Li isso em algum lugar e guardei pra vida: leitura não tem que ser prazerosa. Sério, não tem. Ela não tem que ser fácil, não tem que ser gostosa enquanto se lê, não tem que fluir. O prazer de algumas coisas se encontra não apenas durante, mas chegando no final. (Cês me entenderam.) E eu acho que isso explica bem Bússola, de Mathias Enard. A trama toda é uma reunião de memórias e fatos históricos e curiosidades sobre os estudos orientalistas - o estudo do oriente pelo olhar ocidental - em meio a história de amor de Franz e Sarah.
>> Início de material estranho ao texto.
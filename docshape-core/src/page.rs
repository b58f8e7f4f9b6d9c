//! Pagination arithmetic and paginated result types.
//!
//! A [`Paginator`] is derived from [`PageOptions`] and turns a page request into
//! an offset/limit pair. Once the total number of matching rows is known it also
//! computes the total page count and the previous/next page numbers.
//!
//! # Example
//!
//! ```ignore
//! use docshape::page::{PageOptions, Paginator};
//!
//! let mut paginator = Paginator::new(PageOptions::new(2, 10));
//! paginator.set_offset();
//! assert_eq!(paginator.offset, 10);
//!
//! paginator.set_total_rows(35);
//! assert_eq!(paginator.total_pages, 4);
//! assert_eq!(paginator.prev_page, 1);
//! assert_eq!(paginator.next_page, 3);
//! ```

use bson::Document;
use serde::{Deserialize, Serialize};

use crate::cursor::DocumentCursor;

/// Page used when none (or a page below 1) is requested.
pub const DEFAULT_PAGE_NUMBER: i64 = 1;

/// Rows per page used when none (or a value below 1) is requested.
pub const DEFAULT_PER_PAGE_ROWS: i64 = 20;

/// A page request. Values are normalized by [`Paginator::new`].
#[derive(Serialize, Deserialize, Debug, Clone, Copy, Default, PartialEq, Eq)]
pub struct PageOptions {
    /// The requested page (1-indexed).
    pub page: i64,
    /// Rows per page.
    pub per_page: i64,
}

impl PageOptions {
    pub fn new(page: i64, per_page: i64) -> Self {
        Self { page, per_page }
    }
}

/// Pagination state for a result set.
///
/// `offset` is only meaningful for the store request and is not serialized.
#[derive(Serialize, Deserialize, Debug, Clone, PartialEq, Eq)]
#[serde(rename_all = "camelCase")]
pub struct Paginator {
    pub current_page: i64,
    pub next_page: i64,
    pub prev_page: i64,
    pub total_pages: i64,
    pub total_rows: i64,
    pub per_page: i64,
    #[serde(skip)]
    pub offset: i64,
}

impl Paginator {
    /// Creates a paginator, normalizing `page <= 1` to the first page and
    /// `per_page < 1` to [`DEFAULT_PER_PAGE_ROWS`].
    pub fn new(options: PageOptions) -> Self {
        Self {
            current_page: if options.page <= 1 { DEFAULT_PAGE_NUMBER } else { options.page },
            per_page: if options.per_page < 1 { DEFAULT_PER_PAGE_ROWS } else { options.per_page },
            next_page: 0,
            prev_page: 0,
            total_pages: 0,
            total_rows: 0,
            offset: 0,
        }
    }

    /// Computes the number of rows to skip for the current page.
    pub fn set_offset(&mut self) {
        if self.current_page == 1 {
            self.offset = 0;
            return;
        }

        self.offset = (self.current_page - 1).saturating_mul(self.per_page);
    }

    /// Computes the total page count from `total_rows`.
    pub fn set_total_pages(&mut self) {
        if self.total_rows == 0 {
            self.total_pages = 0;
            return;
        }

        // Ceiling division without the `rows + per_page - 1` overflow.
        self.total_pages = self.total_rows / self.per_page + i64::from(self.total_rows % self.per_page != 0);
    }

    /// Computes the previous page; `0` on the first page.
    pub fn set_prev_page(&mut self) {
        self.set_total_pages();

        if self.current_page == 1 {
            self.prev_page = 0;
            return;
        }

        self.prev_page = self.current_page - 1;
    }

    /// Computes the next page; stays on the current page when it is the last.
    pub fn set_next_page(&mut self) {
        self.set_total_pages();

        if self.current_page == self.total_pages {
            self.next_page = self.current_page;
        } else {
            self.next_page = self.current_page.saturating_add(1);
        }
    }

    /// Records the total row count and recomputes every derived field.
    pub fn set_total_rows(&mut self, total_rows: i64) {
        self.total_rows = total_rows;
        self.set_total_pages();
        self.set_prev_page();
        self.set_next_page();
    }
}

impl Default for Paginator {
    fn default() -> Self {
        Self::new(PageOptions::default())
    }
}

/// A page of a find query: pagination state plus a cursor over the page's documents.
///
/// The caller owns the cursor and should close it once it has been read.
#[derive(Debug)]
pub struct PaginatedResult {
    pub paginator: Paginator,
    pub cursor: DocumentCursor,
}

/// A page of an aggregation: pagination state plus the page's documents.
#[derive(Debug, Clone, PartialEq)]
pub struct AggregationPaginatedResult {
    pub paginator: Paginator,
    pub data: Vec<Document>,
}
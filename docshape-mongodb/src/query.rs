//! Request translation from filter lists to MongoDB query documents.

use bson::{Bson, Document, doc};
use std::collections::HashSet;

use docshape_core::{operator, query::Sort};

/// Renders an ordered filter list as a MongoDB filter document.
///
/// A BSON document cannot hold the same key twice, so when a field name
/// repeats, every constraint becomes its own clause of a top-level `$and`.
/// Otherwise the constraints form one document in their original order.
pub(crate) fn filter_document(filters: &[(String, Bson)]) -> Document {
    let mut seen = HashSet::with_capacity(filters.len());
    let has_duplicates = filters
        .iter()
        .any(|(field, _)| !seen.insert(field.as_str()));

    if has_duplicates {
        let clauses = filters
            .iter()
            .map(|(field, value)| Bson::Document(doc! { field.as_str(): value.clone() }))
            .collect::<Vec<_>>();

        return doc! { operator::AND: clauses };
    }

    filters
        .iter()
        .map(|(field, value)| (field.clone(), value.clone()))
        .collect()
}

/// Renders ordered sort keys as `{ field: 1 | -1, .. }`.
pub(crate) fn sort_document(sort: &[Sort]) -> Document {
    Sort::to_document(sort)
}
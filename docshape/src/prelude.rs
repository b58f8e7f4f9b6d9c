//! Convenient re-exports of commonly used types from docshape.
//!
//! ```ignore
//! use docshape::prelude::*;
//! ```
//!
//! `StoreBackend` is left out: its methods share names with
//! [`DynStoreBackend`], which hooks receive. Import it from
//! [`crate::backend`] when calling a backend directly.

pub use docshape_core::{
    backend::{AggregateOptions, DeleteResult, DynStoreBackend, StoreBackendBuilder, UpdateOptions, UpdateResult},
    collection::Collection,
    cursor::DocumentCursor,
    document::{Base, Document, DocumentExt, DocumentHooks, HookResult},
    error::{DocumentStoreError, DocumentStoreResult, HookStage},
    page::{AggregationPaginatedResult, PageOptions, PaginatedResult, Paginator},
    query::{Filters, QueryFilter, Sort, SortDirection},
    store::DocumentStore,
    update::UpdateManyBuilder,
};
pub use docshape_macros::Document;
Esse agrupamento de eventos e fatos, contudo, não segue uma ordem cronológica, mas uma ordem psicológica que põe a exposto a dificuldade de precisar a história dos sentimentos e também das ideias - em vários momentos as discussões sobre como o ocidente influenciou o oriente e vice-versa demonstram que a dicotomia pode ser bem inexistente, ilustrando nossa própria dificuldade ao precisar os eventos das nossas próprias vidas. Páginas e páginas se seguem contando a história de aventureiros e pesquisadores, políticos e artistas que procuram conhecer o Outro oriental e acabam descobrindo algo de si, como que projetando as próprias expectativas - e é difícil não ler isso também no caso do protagonista, que por vezes se ressente do que disse ou não disse, do que fez ou não fez, a tortura da memória individual tal qual a tortura da memória histórica - explica o presente, mas é passado, e no entanto dói tanto... Como Walter Pater em Marius the Epicurean ou Xenofonte em Ciropédia, o leitor está diante de um romance de formação, mas não do protagonista, e sim do mundo como o conhecemos. O choque entre oriente e ocidente que deu vazão ao fundamentalismo islâmico está a descoberto conforme o próprio Franz descobre sua vida enquanto temeroso de revelar seus sentimentos e de seu papel como pesquisador orientalista. O "como chegamos aqui" de Franz se torna uma ferramenta educativa para o leitor, uma identificação da angústia dos nossos tempos que acompanha a angústia de ser apaixonado uma vida inteira. Assim, o livro não é um passeio no parque, mas ele exige ter paciência para confrontar a dor do outro e perceber que ela também compreende a dor do mundo.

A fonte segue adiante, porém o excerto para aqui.